This is my life right now: 40% baby, 30% husband and family, 20% work, and 10% me (e.g., eating and sleeping; i.e., staying alive and sane); I’ve had to leave out leisure, friends, and research. This arrangement is what happens when you have a full-time career and are a full-time parent.
I never had illusions that, after giving birth, I’d be able to do everything that I used to be able to do, but I did think that I could do some things with the same focus and intensity that I used to have.
Oops. My bad.
For example: As I’m writing this (on my phone), baby Mio is sleeping in my arms and I’m waiting for my tablet to finish charging. I can’t put Mio down because, thanks to the 4-month fussies/sleep regression, he’ll wake up, and I can’t do work (i.e., check papers) because it’s all on my tablet.

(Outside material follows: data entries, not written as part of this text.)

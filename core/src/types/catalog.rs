#![deny(missing_docs)]

//! # Type Catalog
//!
//! A static `TypeResolver` backed by descriptors loaded from YAML or JSON
//! files, seeded with the host language's primitives and standard generic
//! collections.
//!
//! ```yaml
//! types:
//!   - name: Contoso.Models.User
//!     kind: object
//!     properties:
//!       - { name: Id, type: System.Guid, writable: false, required: true }
//!       - { name: Manager, type: Contoso.Models.User }
//! ```

use crate::error::{AppError, AppResult, ResolveError};
use crate::typeref::TypeReferenceTree;
use crate::types::descriptor::{PrimitiveType, TypeDescriptor, TypeKind};
use crate::types::resolver::TypeResolver;
use indexmap::IndexMap;
use serde::Deserialize;
use std::collections::HashMap;
use std::path::Path;

/// Source label of the seeded descriptors.
pub const BUILTIN_SOURCE: &str = "builtin";

const PRIMITIVES: &[(&str, &str, PrimitiveType)] = &[
    ("System.Boolean", "bool", PrimitiveType::Boolean),
    ("System.Byte", "byte", PrimitiveType::Byte),
    ("System.SByte", "sbyte", PrimitiveType::SByte),
    ("System.Char", "char", PrimitiveType::Char),
    ("System.Int16", "short", PrimitiveType::Int16),
    ("System.Int32", "int", PrimitiveType::Int32),
    ("System.Int64", "long", PrimitiveType::Int64),
    ("System.UInt16", "ushort", PrimitiveType::UInt16),
    ("System.UInt32", "uint", PrimitiveType::UInt32),
    ("System.UInt64", "ulong", PrimitiveType::UInt64),
    ("System.Single", "float", PrimitiveType::Single),
    ("System.Double", "double", PrimitiveType::Double),
    ("System.Decimal", "decimal", PrimitiveType::Decimal),
    ("System.String", "string", PrimitiveType::String),
    ("System.DateTime", "", PrimitiveType::DateTime),
    ("System.DateTimeOffset", "", PrimitiveType::DateTimeOffset),
    ("System.TimeSpan", "", PrimitiveType::TimeSpan),
    ("System.Guid", "", PrimitiveType::Guid),
];

const ENUMERABLES: &[&str] = &[
    "System.Collections.Generic.List`1",
    "System.Collections.Generic.IList`1",
    "System.Collections.Generic.ICollection`1",
    "System.Collections.Generic.IEnumerable`1",
    "System.Collections.Generic.IReadOnlyList`1",
    "System.Collections.Generic.IReadOnlyCollection`1",
    "System.Collections.Generic.HashSet`1",
];

const DICTIONARIES: &[&str] = &[
    "System.Collections.Generic.Dictionary`2",
    "System.Collections.Generic.IDictionary`2",
    "System.Collections.Generic.IReadOnlyDictionary`2",
];

/// On-disk catalog layout.
#[derive(Deserialize)]
struct CatalogFile {
    #[serde(default)]
    types: Vec<TypeDescriptor>,
}

/// Static catalog of type descriptors.
#[derive(Debug, Clone)]
pub struct TypeCatalog {
    types: IndexMap<String, TypeDescriptor>,
    aliases: HashMap<String, String>,
    sources: Vec<String>,
}

impl Default for TypeCatalog {
    fn default() -> Self {
        Self::new()
    }
}

impl TypeCatalog {
    /// Creates a catalog seeded with primitives and standard collections.
    pub fn new() -> Self {
        let mut catalog = Self::empty();
        catalog.sources.push(BUILTIN_SOURCE.to_string());

        for (name, alias, primitive) in PRIMITIVES {
            catalog
                .types
                .insert(name.to_string(), TypeDescriptor::primitive(*name, *primitive));
            if !alias.is_empty() {
                catalog.aliases.insert(alias.to_string(), name.to_string());
            }
        }

        for name in ENUMERABLES {
            let descriptor = TypeDescriptor::new(
                *name,
                TypeKind::Enumerable {
                    item_type: TypeReferenceTree::named("T"),
                },
            )
            .with_generic_parameters(["T"]);
            catalog.types.insert(name.to_string(), descriptor);
        }

        for name in DICTIONARIES {
            let descriptor = TypeDescriptor::new(
                *name,
                TypeKind::Dictionary {
                    value_type: TypeReferenceTree::named("TValue"),
                },
            )
            .with_generic_parameters(["TKey", "TValue"]);
            catalog.types.insert(name.to_string(), descriptor);
        }

        catalog
    }

    /// Creates a catalog with no descriptors at all.
    pub fn empty() -> Self {
        Self {
            types: IndexMap::new(),
            aliases: HashMap::new(),
            sources: Vec::new(),
        }
    }

    /// Number of known descriptors.
    pub fn len(&self) -> usize {
        self.types.len()
    }

    /// Whether the catalog holds no descriptors.
    pub fn is_empty(&self) -> bool {
        self.types.is_empty()
    }

    /// Labels of every loaded source, in load order.
    pub fn sources(&self) -> &[String] {
        &self.sources
    }

    /// Adds a descriptor. Fully qualified names must be unique.
    pub fn insert(&mut self, descriptor: TypeDescriptor) -> AppResult<()> {
        if descriptor.name.trim().is_empty() {
            return Err(AppError::Catalog("type descriptor without a name".into()));
        }
        if self.types.contains_key(&descriptor.name) {
            return Err(AppError::Catalog(format!(
                "type '{}' is declared more than once",
                descriptor.name
            )));
        }
        self.types.insert(descriptor.name.clone(), descriptor);
        Ok(())
    }

    /// Loads descriptors from a YAML document under the given source label.
    pub fn load_yaml_str(&mut self, source: &str, yaml: &str) -> AppResult<usize> {
        let file: CatalogFile = serde_yaml::from_str(yaml).map_err(|e| {
            AppError::Catalog(format!("Failed to parse catalog '{}': {}", source, e))
        })?;
        self.absorb(source, file)
    }

    /// Loads descriptors from a JSON document under the given source label.
    pub fn load_json_str(&mut self, source: &str, json: &str) -> AppResult<usize> {
        let file: CatalogFile = serde_json::from_str(json).map_err(|e| {
            AppError::Catalog(format!("Failed to parse catalog '{}': {}", source, e))
        })?;
        self.absorb(source, file)
    }

    /// Loads a catalog file; `.json` files are read as JSON, anything else as YAML.
    pub fn load_file(&mut self, path: &Path) -> AppResult<usize> {
        let content = std::fs::read_to_string(path)?;
        let source = path.display().to_string();
        if path.extension().is_some_and(|ext| ext == "json") {
            self.load_json_str(&source, &content)
        } else {
            self.load_yaml_str(&source, &content)
        }
    }

    fn absorb(&mut self, source: &str, file: CatalogFile) -> AppResult<usize> {
        let count = file.types.len();
        for descriptor in file.types {
            self.insert(descriptor)?;
        }
        self.sources.push(source.to_string());
        tracing::debug!(source, count, "loaded type catalog");
        Ok(count)
    }

    fn candidates(&self, name: &str) -> Vec<&str> {
        let dotted = format!(".{}", name);
        let nested = format!("+{}", name);
        let mut found: Vec<&str> = self
            .types
            .keys()
            .filter(|full| full.ends_with(&dotted) || full.ends_with(&nested))
            .map(String::as_str)
            .collect();
        found.sort_unstable();
        found
    }
}

impl TypeResolver for TypeCatalog {
    fn resolve(&self, name: &str) -> Result<TypeDescriptor, ResolveError> {
        let name = name.trim();
        let name = self.aliases.get(name).map(String::as_str).unwrap_or(name);

        if let Some(descriptor) = self.types.get(name) {
            return Ok(descriptor.clone());
        }

        let candidates = self.candidates(name);
        match candidates.as_slice() {
            [] => Err(ResolveError::TypeNotFound {
                name: name.to_string(),
                searched: self.sources.clone(),
            }),
            [only] => Ok(self.types[*only].clone()),
            many => Err(ResolveError::AmbiguousType {
                name: name.to_string(),
                candidates: many.iter().map(|c| c.to_string()).collect(),
            }),
        }
    }
}

#[cfg(test)]
mod tests {
    use super::*;
    use crate::types::descriptor::PropertyDescriptor;
    use pretty_assertions::assert_eq;

    #[test]
    fn test_builtins_resolve_by_full_simple_and_alias() {
        let catalog = TypeCatalog::new();
        for name in ["System.Int32", "Int32", "int"] {
            let d = catalog.resolve(name).unwrap();
            assert_eq!(d.name, "System.Int32");
            assert_eq!(
                d.kind,
                TypeKind::Primitive {
                    primitive: PrimitiveType::Int32
                }
            );
        }

        let list = catalog.resolve("List`1").unwrap();
        assert_eq!(list.generic_parameters, vec!["T".to_string()]);
    }

    #[test]
    fn test_not_found_lists_sources() {
        let mut catalog = TypeCatalog::new();
        catalog
            .load_yaml_str("models.yaml", "types: []")
            .unwrap();

        let err = catalog.resolve("Contoso.Missing").unwrap_err();
        assert_eq!(
            err,
            ResolveError::TypeNotFound {
                name: "Contoso.Missing".into(),
                searched: vec![BUILTIN_SOURCE.into(), "models.yaml".into()],
            }
        );
    }

    #[test]
    fn test_ambiguous_simple_name() {
        let mut catalog = TypeCatalog::empty();
        catalog
            .insert(TypeDescriptor::object("Sales.User", vec![]))
            .unwrap();
        catalog
            .insert(TypeDescriptor::object("Billing.User", vec![]))
            .unwrap();

        match catalog.resolve("User").unwrap_err() {
            ResolveError::AmbiguousType { candidates, .. } => {
                assert_eq!(candidates, vec!["Billing.User", "Sales.User"]);
            }
            other => panic!("expected ambiguity, got {}", other),
        }

        assert_eq!(catalog.resolve("Sales.User").unwrap().name, "Sales.User");
    }

    #[test]
    fn test_nested_type_simple_name() {
        let mut catalog = TypeCatalog::empty();
        catalog
            .insert(TypeDescriptor::object("Contoso.Outer+Inner", vec![]))
            .unwrap();
        assert_eq!(
            catalog.resolve("Inner").unwrap().name,
            "Contoso.Outer+Inner"
        );
    }

    #[test]
    fn test_duplicate_rejected() {
        let mut catalog = TypeCatalog::empty();
        let user = TypeDescriptor::object(
            "Contoso.User",
            vec![PropertyDescriptor::new(
                "Name",
                TypeReferenceTree::named("System.String"),
            )],
        );
        catalog.insert(user.clone()).unwrap();
        assert!(matches!(catalog.insert(user), Err(AppError::Catalog(_))));
    }

    #[test]
    fn test_load_json() {
        let mut catalog = TypeCatalog::empty();
        let count = catalog
            .load_json_str(
                "inline",
                r#"{"types":[{"name":"Contoso.Color","kind":"enum","members":["Red"]}]}"#,
            )
            .unwrap();
        assert_eq!(count, 1);
        assert_eq!(catalog.sources(), &["inline".to_string()]);
        assert_eq!(catalog.len(), 1);
    }

    #[test]
    fn test_load_bad_yaml() {
        let mut catalog = TypeCatalog::empty();
        let err = catalog.load_yaml_str("bad", "types: [{ kind: object }]");
        assert!(matches!(err, Err(AppError::Catalog(_))));
    }
}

This is my new normal: Always in between things, always unfinished. I’m no longer able to do anything with focus and intensity.
On the one hand, I miss my old normal (especially when it comes to work; i.e., I miss not needing to multitask). On the other hand, I don’t want to miss a single thing as Mio grows and discovers the world (He can grasp things now! He can roll over too!). The latter is clearly more important than the former. (Sorry, old ways.)
All in all, what this new normal has revealed to me is this: I used to do many things—perhaps too many things—and most of those things no longer matter to me or are no longer worth my time.
Oh well. It’s time to move on. Not just because my life has changed, but also because Mio just woke up, haha.